Background: The mechanisms underlying myocardial ischemia/reperfusion (I/R) injury are not fully understood. This study aims to explore key candidate genes and potential therapeutic targets for treatment of myocardial I/R injury. Methods: The transcriptional profiles of ventricular myocardium during cardiac arrest, ischemia, and reperfusion were obtained from the Gene Expression Omnibus database. Based on the transcriptional data of GSE6381, functional pathway and process enrichment analyses, protein-protein interaction network, and gene set enrichment analyses were conducted. In the animal experiments, we established the myocardial I/R injury model in mice. We validated the mRNA and protein expression of the key genes using the qPCR and western blots. We further assessed the expression and localization of CCL21 and its receptors using immunofluorescence staining experiments. Results: The microarray analyses identified five key genes (CCL21, XCR1, CXCL13, EDN1, and CASR). Myocardial I/R process in mice resulted in significant myocardial infraction, histological damage, and myocardial apoptosis. The results of qPCR and western blots showed that the expression of CCL21 and CXCL13 were increased following myocardial I/R injury in mice. Furthermore, the immunofluorescence staining results revealed that the expression of GPR174/CCR7 (CCL21 receptors), but not CXCR5 (CXCL13 receptor), was elevated following myocardial I/R injury.

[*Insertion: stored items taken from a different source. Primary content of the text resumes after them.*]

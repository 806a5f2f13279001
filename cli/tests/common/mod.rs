//! In-memory hosting API and scripted effects for driving deploys end to end

#![allow(dead_code)]

use std::collections::{HashMap, HashSet, VecDeque};
use std::path::{Path, PathBuf};
use std::sync::atomic::{AtomicUsize, Ordering};
use std::sync::{Arc, Mutex};
use std::time::{Duration, SystemTime};

use async_trait::async_trait;
use serde_json::Value;
use tempfile::TempDir;

use siteship::authn::api_key::{ApiKey, KeySource};
use siteship::deploy::effects::DeployEffects;
use siteship::deploy::options::DeployOptions;
use siteship::errors::CliError;
use siteship::filesys::file::File;
use siteship::http::api::DeployApi;
use siteship::storage::deploy_config::{load_deploy_config, save_deploy_config, DeployConfig};
use siteship::storage::layout::ProjectLayout;
use siteship::telemetry::TelemetrySink;
use siteship::ui::prompt::{Prompt, Validator};
use siteship::utils::sha512_base64;
use siteship_api_types::{
    CreateProjectRequest, CurrentUser, DeployInfo, DeployManifestResponse, DeployStatus,
    GitHubRepository, GitHubRepositoryQuery, ManifestFileInfo, ManifestStatus, Project,
    ProjectOwner, ProjectSource, UploadInstruction, UploadStatus, Workspace,
};

// ---------------------------------------------------------------------------
// fixtures

pub fn workspace(login: &str, role: &str) -> Workspace {
    Workspace {
        id: format!("ws-{login}"),
        login: login.to_string(),
        name: login.to_uppercase(),
        role: role.to_string(),
        tier: None,
    }
}

pub fn user(workspaces: Vec<Workspace>) -> CurrentUser {
    CurrentUser {
        id: "u1".to_string(),
        login: "alice".to_string(),
        name: Some("Alice".to_string()),
        email: None,
        workspaces,
    }
}

pub fn project(id: &str, login: &str, slug: &str) -> Project {
    Project {
        id: id.to_string(),
        slug: slug.to_string(),
        title: slug.to_string(),
        owner: ProjectOwner {
            id: format!("ws-{login}"),
            login: login.to_string(),
            name: None,
        },
        latest_created_deploy_id: None,
        build_environment_id: None,
        source: None,
    }
}

pub fn github_repo(provider_id: &str, owner: &str, repo: &str) -> GitHubRepository {
    GitHubRepository {
        provider: "github".to_string(),
        provider_id: provider_id.to_string(),
        url: format!("https://github.com/{owner}/{repo}"),
        default_branch: Some("main".to_string()),
        name: Some(repo.to_string()),
    }
}

fn http_error(status: u16, body: &str) -> CliError {
    CliError::Http {
        status,
        body: body.to_string(),
    }
}

// ---------------------------------------------------------------------------
// hosting API

#[derive(Default)]
pub struct ApiState {
    pub user: Option<CurrentUser>,
    /// Status returned by `GET /cli/user` instead of the user
    pub user_error: Option<u16>,
    pub projects: Vec<Project>,
    pub create_project_error: Option<(u16, Vec<String>)>,
    pub deploys: HashMap<String, DeployInfo>,
    /// Deploys marked uploaded; their status advances through `processing`
    pub marked: HashSet<String>,
    /// Statuses reported while processing, `uploaded` once exhausted
    pub processing: VecDeque<DeployStatus>,
    /// Server-side content: client path -> hash
    pub stored: HashMap<String, String>,
    pub manifest_override: Option<DeployManifestResponse>,
    pub manifests: Vec<Vec<ManifestFileInfo>>,
    pub fail_uploads: HashSet<String>,
    pub uploaded_payloads: Vec<Option<Value>>,
    /// Repositories by (owner, repo)
    pub repos: Vec<(String, String, GitHubRepository)>,
    /// Lookups by name that report "not authorized" before the repo appears
    pub unauthorized_lookups: usize,
    pub environments: Vec<(String, ProjectSource)>,
    pub calls: Vec<String>,
    next_id: usize,
}

pub struct FakeApi {
    pub state: Mutex<ApiState>,
    pub upload_delay: Duration,
    active_uploads: AtomicUsize,
    pub peak_uploads: AtomicUsize,
}

impl FakeApi {
    pub fn new(user: CurrentUser) -> Self {
        Self {
            state: Mutex::new(ApiState {
                user: Some(user),
                ..Default::default()
            }),
            upload_delay: Duration::from_millis(10),
            active_uploads: AtomicUsize::new(0),
            peak_uploads: AtomicUsize::new(0),
        }
    }

    pub fn with<F: FnOnce(&mut ApiState)>(self, f: F) -> Self {
        f(&mut self.state.lock().unwrap());
        self
    }

    pub fn calls(&self) -> Vec<String> {
        self.state.lock().unwrap().calls.clone()
    }

    pub fn called(&self, prefix: &str) -> bool {
        self.calls().iter().any(|c| c.starts_with(prefix))
    }

    fn record(&self, call: String) {
        self.state.lock().unwrap().calls.push(call);
    }
}

#[async_trait]
impl DeployApi for FakeApi {
    async fn get_current_user(&self) -> Result<CurrentUser, CliError> {
        self.record("get_current_user".to_string());
        let state = self.state.lock().unwrap();
        if let Some(status) = state.user_error {
            return Err(http_error(status, "user"));
        }
        state.user.clone().ok_or_else(|| http_error(401, "no user"))
    }

    async fn get_project(&self, login: &str, slug: &str) -> Result<Project, CliError> {
        self.record(format!("get_project @{login}/{slug}"));
        let state = self.state.lock().unwrap();
        state
            .projects
            .iter()
            .find(|p| p.owner.login == login && p.slug == slug)
            .cloned()
            .ok_or_else(|| http_error(404, "project"))
    }

    async fn get_workspace_projects(&self, login: &str) -> Result<Vec<Project>, CliError> {
        self.record(format!("get_workspace_projects @{login}"));
        let state = self.state.lock().unwrap();
        let known = state
            .user
            .as_ref()
            .is_some_and(|u| u.workspaces.iter().any(|w| w.login == login));
        if !known {
            return Err(http_error(404, "workspace"));
        }
        Ok(state
            .projects
            .iter()
            .filter(|p| p.owner.login == login)
            .cloned()
            .collect())
    }

    async fn post_project(&self, request: &CreateProjectRequest) -> Result<Project, CliError> {
        self.record(format!("post_project {}", request.slug));
        let mut state = self.state.lock().unwrap();
        if let Some((status, codes)) = state.create_project_error.clone() {
            return Err(CliError::Api {
                status,
                codes,
                body: "{}".to_string(),
            });
        }
        let login = state
            .user
            .as_ref()
            .and_then(|u| u.workspaces.iter().find(|w| w.id == request.workspace))
            .map(|w| w.login.clone())
            .ok_or_else(|| http_error(404, "workspace"))?;

        state.next_id += 1;
        let mut created = project(&format!("P{}", state.next_id), &login, &request.slug);
        created.title = request.title.clone();
        state.projects.push(created.clone());
        Ok(created)
    }

    async fn post_deploy(&self, project_id: &str, message: Option<&str>) -> Result<String, CliError> {
        self.record(format!("post_deploy {project_id} {}", message.unwrap_or("-")));
        let mut state = self.state.lock().unwrap();
        if !state.projects.iter().any(|p| p.id == project_id) {
            return Err(http_error(404, "project"));
        }
        let id = format!("D{}", state.deploys.len() + 1);
        state.deploys.insert(
            id.clone(),
            DeployInfo {
                id: id.clone(),
                status: DeployStatus::Created,
                url: None,
            },
        );
        Ok(id)
    }

    async fn post_project_build(&self, project_id: &str) -> Result<(), CliError> {
        self.record(format!("post_project_build {project_id}"));
        let mut state = self.state.lock().unwrap();
        let id = format!("D-cloud{}", state.deploys.len() + 1);
        state.deploys.insert(
            id.clone(),
            DeployInfo {
                id: id.clone(),
                status: DeployStatus::Pending,
                url: None,
            },
        );
        state.marked.insert(id.clone());
        let project = state
            .projects
            .iter_mut()
            .find(|p| p.id == project_id)
            .ok_or_else(|| http_error(404, "project"))?;
        project.latest_created_deploy_id = Some(id);
        Ok(())
    }

    async fn post_project_environment(
        &self,
        project_id: &str,
        source: &ProjectSource,
    ) -> Result<(), CliError> {
        self.record(format!("post_project_environment {project_id} {}", source.branch));
        let mut state = self.state.lock().unwrap();
        state.environments.push((project_id.to_string(), source.clone()));
        if let Some(project) = state.projects.iter_mut().find(|p| p.id == project_id) {
            project.source = Some(source.clone());
        }
        Ok(())
    }

    async fn get_deploy(&self, deploy_id: &str) -> Result<DeployInfo, CliError> {
        self.record(format!("get_deploy {deploy_id}"));
        let mut state = self.state.lock().unwrap();
        let processing = state.marked.contains(deploy_id);
        let next = if processing {
            Some(state.processing.pop_front().unwrap_or(DeployStatus::Uploaded))
        } else {
            None
        };
        let deploy = state
            .deploys
            .get_mut(deploy_id)
            .ok_or_else(|| http_error(404, "deploy"))?;
        if let Some(status) = next {
            deploy.status = status;
            if deploy.status == DeployStatus::Uploaded {
                deploy.url = Some(format!("https://acme.siteship.dev/{deploy_id}"));
            }
        }
        Ok(deploy.clone())
    }

    async fn post_deploy_manifest(
        &self,
        deploy_id: &str,
        files: &[ManifestFileInfo],
    ) -> Result<DeployManifestResponse, CliError> {
        self.record(format!("post_deploy_manifest {deploy_id} {}", files.len()));
        let mut state = self.state.lock().unwrap();
        state.manifests.push(files.to_vec());
        if let Some(response) = state.manifest_override.clone() {
            return Ok(response);
        }
        let instructions = files
            .iter()
            .map(|f| UploadInstruction {
                path: f.path.clone(),
                status: if state.stored.get(&f.path) == Some(&f.hash) {
                    UploadStatus::Skip
                } else {
                    UploadStatus::Upload
                },
                detail: None,
            })
            .collect();
        Ok(DeployManifestResponse {
            status: ManifestStatus::Ok,
            detail: None,
            files: instructions,
        })
    }

    async fn post_deploy_file(
        &self,
        deploy_id: &str,
        local_path: &Path,
        client_name: &str,
    ) -> Result<(), CliError> {
        self.record(format!("post_deploy_file {deploy_id} {client_name}"));
        if self.state.lock().unwrap().fail_uploads.contains(client_name) {
            return Err(http_error(500, "upload failed"));
        }

        let now = self.active_uploads.fetch_add(1, Ordering::SeqCst) + 1;
        self.peak_uploads.fetch_max(now, Ordering::SeqCst);
        tokio::time::sleep(self.upload_delay).await;
        self.active_uploads.fetch_sub(1, Ordering::SeqCst);

        let bytes = tokio::fs::read(local_path).await?;
        self.state
            .lock()
            .unwrap()
            .stored
            .insert(client_name.to_string(), sha512_base64(&bytes));
        Ok(())
    }

    async fn post_deploy_uploaded(
        &self,
        deploy_id: &str,
        build_manifest: Option<&Value>,
    ) -> Result<DeployInfo, CliError> {
        self.record(format!("post_deploy_uploaded {deploy_id}"));
        let mut state = self.state.lock().unwrap();
        state.uploaded_payloads.push(build_manifest.cloned());
        state.marked.insert(deploy_id.to_string());
        let deploy = state
            .deploys
            .get_mut(deploy_id)
            .ok_or_else(|| http_error(404, "deploy"))?;
        deploy.status = DeployStatus::Pending;
        Ok(deploy.clone())
    }

    async fn get_github_repository(
        &self,
        query: &GitHubRepositoryQuery,
    ) -> Result<Option<GitHubRepository>, CliError> {
        self.record(format!("get_github_repository {:?}", query));
        let mut state = self.state.lock().unwrap();
        match query {
            GitHubRepositoryQuery::ByName { owner, repo } => {
                if state.unauthorized_lookups > 0 {
                    state.unauthorized_lookups -= 1;
                    return Ok(None);
                }
                Ok(state
                    .repos
                    .iter()
                    .find(|(o, r, _)| o == owner && r == repo)
                    .map(|(_, _, found)| found.clone()))
            }
            GitHubRepositoryQuery::ByProviderId(id) => Ok(state
                .repos
                .iter()
                .find(|(_, _, found)| &found.provider_id == id)
                .map(|(_, _, found)| found.clone())),
        }
    }
}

Moreover, the activated CCL21-GPR174/CCR7 signaling was located on the cardiac fibroblasts of the myocardium with I/R injury. Conclusion: This study revealed several key factors underlying myocardial I/R injury. Of these, the activation of CCL21-GPR174/CCR7 signaling on cardiac fibroblasts was highlighted, which provides potential therapeutic targets for cardioprotection.